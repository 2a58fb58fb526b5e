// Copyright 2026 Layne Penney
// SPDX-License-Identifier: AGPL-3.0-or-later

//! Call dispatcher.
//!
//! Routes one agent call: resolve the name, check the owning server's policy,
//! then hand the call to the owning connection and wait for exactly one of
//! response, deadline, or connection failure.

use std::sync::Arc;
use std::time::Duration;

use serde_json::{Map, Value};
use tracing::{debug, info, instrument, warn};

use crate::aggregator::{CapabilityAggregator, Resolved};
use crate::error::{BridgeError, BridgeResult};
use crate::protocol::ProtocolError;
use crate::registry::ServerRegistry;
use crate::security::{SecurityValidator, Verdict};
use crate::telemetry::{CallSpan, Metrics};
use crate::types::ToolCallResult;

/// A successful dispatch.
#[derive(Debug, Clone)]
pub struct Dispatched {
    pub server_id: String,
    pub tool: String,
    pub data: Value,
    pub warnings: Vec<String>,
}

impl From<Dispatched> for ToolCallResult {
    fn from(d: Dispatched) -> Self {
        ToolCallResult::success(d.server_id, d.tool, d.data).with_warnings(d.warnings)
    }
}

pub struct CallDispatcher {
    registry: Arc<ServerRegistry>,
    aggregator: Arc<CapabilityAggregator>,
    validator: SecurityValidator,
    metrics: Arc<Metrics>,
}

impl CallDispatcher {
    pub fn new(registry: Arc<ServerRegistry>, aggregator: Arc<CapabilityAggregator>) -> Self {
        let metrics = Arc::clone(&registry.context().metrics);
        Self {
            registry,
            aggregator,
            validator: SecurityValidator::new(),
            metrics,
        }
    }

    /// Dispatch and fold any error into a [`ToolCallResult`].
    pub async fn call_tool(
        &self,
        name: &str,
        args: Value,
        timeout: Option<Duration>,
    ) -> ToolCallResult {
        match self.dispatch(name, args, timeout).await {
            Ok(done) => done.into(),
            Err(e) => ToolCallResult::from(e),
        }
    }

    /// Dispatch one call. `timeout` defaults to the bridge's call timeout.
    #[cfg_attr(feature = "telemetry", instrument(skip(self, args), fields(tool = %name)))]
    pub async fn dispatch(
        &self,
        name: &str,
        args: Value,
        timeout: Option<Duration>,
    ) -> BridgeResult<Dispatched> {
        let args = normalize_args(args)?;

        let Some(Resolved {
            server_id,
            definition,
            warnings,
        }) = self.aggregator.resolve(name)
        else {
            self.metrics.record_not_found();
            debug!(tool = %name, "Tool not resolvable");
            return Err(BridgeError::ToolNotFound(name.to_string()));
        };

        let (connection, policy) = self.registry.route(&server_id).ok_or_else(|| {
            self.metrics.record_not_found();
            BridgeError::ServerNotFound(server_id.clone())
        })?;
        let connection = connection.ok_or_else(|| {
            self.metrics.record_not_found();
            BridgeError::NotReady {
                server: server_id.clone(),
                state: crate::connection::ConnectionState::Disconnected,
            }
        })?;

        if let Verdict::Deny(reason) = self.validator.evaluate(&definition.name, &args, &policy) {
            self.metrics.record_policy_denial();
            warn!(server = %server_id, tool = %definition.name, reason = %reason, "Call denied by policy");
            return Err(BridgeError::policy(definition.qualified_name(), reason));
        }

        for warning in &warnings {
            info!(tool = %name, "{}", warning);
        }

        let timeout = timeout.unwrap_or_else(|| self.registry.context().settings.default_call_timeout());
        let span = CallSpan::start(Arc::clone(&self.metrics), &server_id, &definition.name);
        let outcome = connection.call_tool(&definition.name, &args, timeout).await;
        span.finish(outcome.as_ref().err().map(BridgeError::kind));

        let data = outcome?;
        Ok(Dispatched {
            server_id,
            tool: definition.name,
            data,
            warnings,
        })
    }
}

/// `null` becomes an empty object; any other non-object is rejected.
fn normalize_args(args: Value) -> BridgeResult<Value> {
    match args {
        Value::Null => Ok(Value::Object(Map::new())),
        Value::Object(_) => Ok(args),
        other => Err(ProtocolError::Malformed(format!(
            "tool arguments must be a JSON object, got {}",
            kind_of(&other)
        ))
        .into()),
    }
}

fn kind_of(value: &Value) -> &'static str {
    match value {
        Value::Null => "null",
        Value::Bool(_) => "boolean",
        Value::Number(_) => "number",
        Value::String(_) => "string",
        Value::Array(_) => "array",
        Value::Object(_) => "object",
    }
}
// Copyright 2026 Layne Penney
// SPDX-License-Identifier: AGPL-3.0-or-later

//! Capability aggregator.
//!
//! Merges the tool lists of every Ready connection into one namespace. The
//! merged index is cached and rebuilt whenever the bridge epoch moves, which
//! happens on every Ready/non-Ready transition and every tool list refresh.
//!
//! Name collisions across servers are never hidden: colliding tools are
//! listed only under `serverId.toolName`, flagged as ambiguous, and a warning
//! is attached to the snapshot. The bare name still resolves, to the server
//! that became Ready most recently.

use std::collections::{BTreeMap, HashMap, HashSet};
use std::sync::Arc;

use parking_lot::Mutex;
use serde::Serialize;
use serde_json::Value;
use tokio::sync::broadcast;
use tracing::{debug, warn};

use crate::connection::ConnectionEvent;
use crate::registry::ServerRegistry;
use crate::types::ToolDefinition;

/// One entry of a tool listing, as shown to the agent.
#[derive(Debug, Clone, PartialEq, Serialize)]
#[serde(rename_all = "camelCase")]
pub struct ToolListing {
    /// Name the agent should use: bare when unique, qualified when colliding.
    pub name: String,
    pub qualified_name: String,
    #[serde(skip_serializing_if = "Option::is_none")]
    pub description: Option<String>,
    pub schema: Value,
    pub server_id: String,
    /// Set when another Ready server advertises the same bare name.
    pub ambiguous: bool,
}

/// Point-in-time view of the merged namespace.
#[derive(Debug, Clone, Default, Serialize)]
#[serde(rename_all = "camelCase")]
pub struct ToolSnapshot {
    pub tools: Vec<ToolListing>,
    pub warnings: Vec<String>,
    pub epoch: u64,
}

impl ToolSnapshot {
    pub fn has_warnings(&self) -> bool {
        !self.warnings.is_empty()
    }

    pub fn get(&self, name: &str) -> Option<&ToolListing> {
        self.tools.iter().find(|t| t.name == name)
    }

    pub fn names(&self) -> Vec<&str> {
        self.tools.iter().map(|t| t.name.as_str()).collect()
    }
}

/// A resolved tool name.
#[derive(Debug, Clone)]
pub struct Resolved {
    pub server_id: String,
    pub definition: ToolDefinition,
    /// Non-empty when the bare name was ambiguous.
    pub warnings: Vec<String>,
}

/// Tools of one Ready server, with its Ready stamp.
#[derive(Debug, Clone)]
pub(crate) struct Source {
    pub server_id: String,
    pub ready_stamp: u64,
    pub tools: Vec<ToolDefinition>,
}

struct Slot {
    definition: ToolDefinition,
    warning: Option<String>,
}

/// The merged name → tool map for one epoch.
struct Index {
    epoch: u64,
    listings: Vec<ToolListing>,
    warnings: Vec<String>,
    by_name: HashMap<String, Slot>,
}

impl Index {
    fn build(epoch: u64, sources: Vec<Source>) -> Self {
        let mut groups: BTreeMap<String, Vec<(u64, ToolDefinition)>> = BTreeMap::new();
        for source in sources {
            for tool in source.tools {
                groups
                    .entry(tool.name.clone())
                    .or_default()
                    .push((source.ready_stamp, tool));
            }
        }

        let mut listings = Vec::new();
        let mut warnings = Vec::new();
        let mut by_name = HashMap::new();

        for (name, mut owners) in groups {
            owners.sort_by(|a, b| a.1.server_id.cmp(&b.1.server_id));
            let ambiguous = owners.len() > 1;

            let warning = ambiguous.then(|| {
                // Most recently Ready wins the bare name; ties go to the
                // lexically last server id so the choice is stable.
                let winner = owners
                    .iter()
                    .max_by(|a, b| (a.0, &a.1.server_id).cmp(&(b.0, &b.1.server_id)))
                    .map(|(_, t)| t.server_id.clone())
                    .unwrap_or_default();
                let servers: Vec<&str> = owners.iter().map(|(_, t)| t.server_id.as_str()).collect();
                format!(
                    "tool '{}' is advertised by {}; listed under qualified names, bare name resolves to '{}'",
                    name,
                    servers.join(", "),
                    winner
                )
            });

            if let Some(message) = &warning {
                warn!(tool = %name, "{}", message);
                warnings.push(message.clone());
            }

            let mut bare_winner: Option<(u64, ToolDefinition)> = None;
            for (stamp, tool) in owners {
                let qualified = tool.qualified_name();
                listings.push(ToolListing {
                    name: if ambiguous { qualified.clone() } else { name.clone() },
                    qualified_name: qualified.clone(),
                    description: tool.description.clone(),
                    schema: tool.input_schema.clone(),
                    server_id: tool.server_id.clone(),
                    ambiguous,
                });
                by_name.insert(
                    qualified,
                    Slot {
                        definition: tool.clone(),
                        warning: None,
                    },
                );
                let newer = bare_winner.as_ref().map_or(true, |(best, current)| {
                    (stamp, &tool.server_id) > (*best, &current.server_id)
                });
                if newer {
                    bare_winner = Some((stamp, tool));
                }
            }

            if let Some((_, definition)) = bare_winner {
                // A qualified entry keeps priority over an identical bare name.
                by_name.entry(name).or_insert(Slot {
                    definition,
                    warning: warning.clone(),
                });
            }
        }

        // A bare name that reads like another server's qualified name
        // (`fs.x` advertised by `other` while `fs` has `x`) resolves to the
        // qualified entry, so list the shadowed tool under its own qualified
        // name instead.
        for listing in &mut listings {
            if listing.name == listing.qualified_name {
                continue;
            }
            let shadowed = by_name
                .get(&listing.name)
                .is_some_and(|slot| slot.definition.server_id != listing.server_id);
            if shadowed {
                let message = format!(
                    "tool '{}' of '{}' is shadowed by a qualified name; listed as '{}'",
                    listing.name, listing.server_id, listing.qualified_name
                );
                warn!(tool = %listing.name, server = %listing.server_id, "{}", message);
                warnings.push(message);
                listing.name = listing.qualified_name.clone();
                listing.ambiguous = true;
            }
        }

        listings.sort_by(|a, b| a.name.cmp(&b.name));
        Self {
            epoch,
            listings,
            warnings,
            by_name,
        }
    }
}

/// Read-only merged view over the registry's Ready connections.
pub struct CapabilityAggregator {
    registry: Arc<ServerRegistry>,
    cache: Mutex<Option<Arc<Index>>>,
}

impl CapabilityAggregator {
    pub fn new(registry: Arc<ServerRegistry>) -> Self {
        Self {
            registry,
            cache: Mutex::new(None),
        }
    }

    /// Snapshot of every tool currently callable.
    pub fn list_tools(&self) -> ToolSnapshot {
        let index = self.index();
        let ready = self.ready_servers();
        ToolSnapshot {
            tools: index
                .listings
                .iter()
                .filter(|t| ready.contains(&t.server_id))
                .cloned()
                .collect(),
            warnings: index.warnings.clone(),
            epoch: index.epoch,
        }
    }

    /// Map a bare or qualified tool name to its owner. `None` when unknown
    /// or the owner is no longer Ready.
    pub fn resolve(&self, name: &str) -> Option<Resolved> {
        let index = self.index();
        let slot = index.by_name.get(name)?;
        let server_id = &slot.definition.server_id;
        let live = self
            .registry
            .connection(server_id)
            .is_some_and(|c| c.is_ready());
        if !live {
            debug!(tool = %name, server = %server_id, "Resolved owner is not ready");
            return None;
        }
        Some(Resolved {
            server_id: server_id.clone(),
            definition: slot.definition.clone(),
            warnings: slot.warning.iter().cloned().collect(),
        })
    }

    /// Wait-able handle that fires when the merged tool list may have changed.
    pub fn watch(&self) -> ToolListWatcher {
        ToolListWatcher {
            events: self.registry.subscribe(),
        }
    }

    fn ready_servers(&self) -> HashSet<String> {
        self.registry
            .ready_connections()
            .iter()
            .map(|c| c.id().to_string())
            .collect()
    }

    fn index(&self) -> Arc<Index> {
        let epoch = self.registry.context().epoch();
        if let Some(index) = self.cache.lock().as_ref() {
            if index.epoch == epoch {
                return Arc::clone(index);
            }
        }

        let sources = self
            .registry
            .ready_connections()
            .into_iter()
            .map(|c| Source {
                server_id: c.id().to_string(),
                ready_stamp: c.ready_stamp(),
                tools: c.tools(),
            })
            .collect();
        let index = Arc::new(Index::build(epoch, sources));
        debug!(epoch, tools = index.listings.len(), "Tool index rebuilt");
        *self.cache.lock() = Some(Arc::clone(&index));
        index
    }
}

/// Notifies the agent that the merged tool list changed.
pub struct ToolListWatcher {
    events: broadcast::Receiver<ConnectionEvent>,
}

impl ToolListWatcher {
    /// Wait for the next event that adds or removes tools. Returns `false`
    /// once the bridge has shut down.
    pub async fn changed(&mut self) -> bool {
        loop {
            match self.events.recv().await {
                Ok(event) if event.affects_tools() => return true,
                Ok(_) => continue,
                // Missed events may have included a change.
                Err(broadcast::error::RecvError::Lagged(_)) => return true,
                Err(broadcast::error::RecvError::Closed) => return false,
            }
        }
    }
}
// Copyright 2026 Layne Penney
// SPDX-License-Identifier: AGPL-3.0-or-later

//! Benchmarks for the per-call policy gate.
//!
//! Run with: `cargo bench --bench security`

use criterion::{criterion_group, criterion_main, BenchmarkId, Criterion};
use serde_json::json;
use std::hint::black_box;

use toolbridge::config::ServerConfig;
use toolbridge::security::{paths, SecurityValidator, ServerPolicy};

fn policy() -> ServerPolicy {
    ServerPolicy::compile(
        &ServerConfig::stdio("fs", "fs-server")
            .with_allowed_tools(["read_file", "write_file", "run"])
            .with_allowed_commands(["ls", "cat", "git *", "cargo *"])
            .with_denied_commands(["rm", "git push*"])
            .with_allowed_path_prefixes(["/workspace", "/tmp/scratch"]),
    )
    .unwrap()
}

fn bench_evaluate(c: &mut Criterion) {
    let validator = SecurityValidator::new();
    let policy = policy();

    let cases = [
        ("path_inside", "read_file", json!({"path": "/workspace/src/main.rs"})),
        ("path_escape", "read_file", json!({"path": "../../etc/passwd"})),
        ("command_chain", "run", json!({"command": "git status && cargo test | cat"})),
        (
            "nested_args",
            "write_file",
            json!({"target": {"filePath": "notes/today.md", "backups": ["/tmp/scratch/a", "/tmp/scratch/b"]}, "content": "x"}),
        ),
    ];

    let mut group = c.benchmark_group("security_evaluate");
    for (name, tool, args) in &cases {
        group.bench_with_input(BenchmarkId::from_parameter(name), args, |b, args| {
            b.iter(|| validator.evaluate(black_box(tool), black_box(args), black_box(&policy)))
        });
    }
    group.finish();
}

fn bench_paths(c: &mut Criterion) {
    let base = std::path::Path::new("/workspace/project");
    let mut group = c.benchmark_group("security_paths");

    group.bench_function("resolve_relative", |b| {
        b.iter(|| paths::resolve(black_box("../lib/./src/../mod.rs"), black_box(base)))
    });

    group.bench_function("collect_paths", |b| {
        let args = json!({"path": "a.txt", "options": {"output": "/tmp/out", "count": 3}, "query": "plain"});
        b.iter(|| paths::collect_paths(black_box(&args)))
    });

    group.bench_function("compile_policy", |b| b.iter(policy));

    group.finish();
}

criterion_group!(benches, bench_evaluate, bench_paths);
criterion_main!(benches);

## Goal of the exercise
Word for word, restate the lines of the listing above starting at the line with "let sources = self" and ending at the line with "has shut down.", and nothing outside them.

## Solution
        let sources = self
            .registry
            .ready_connections()
            .into_iter()
            .map(|c| Source {
                server_id: c.id().to_string(),
                ready_stamp: c.ready_stamp(),
                tools: c.tools(),
            })
            .collect();
        let index = Arc::new(Index::build(epoch, sources));
        debug!(epoch, tools = index.listings.len(), "Tool index rebuilt");
        *self.cache.lock() = Some(Arc::clone(&index));
        index
    }
}

/// Notifies the agent that the merged tool list changed.
pub struct ToolListWatcher {
    events: broadcast::Receiver<ConnectionEvent>,
}

impl ToolListWatcher {
    /// Wait for the next event that adds or removes tools. Returns `false`
    /// once the bridge has shut down.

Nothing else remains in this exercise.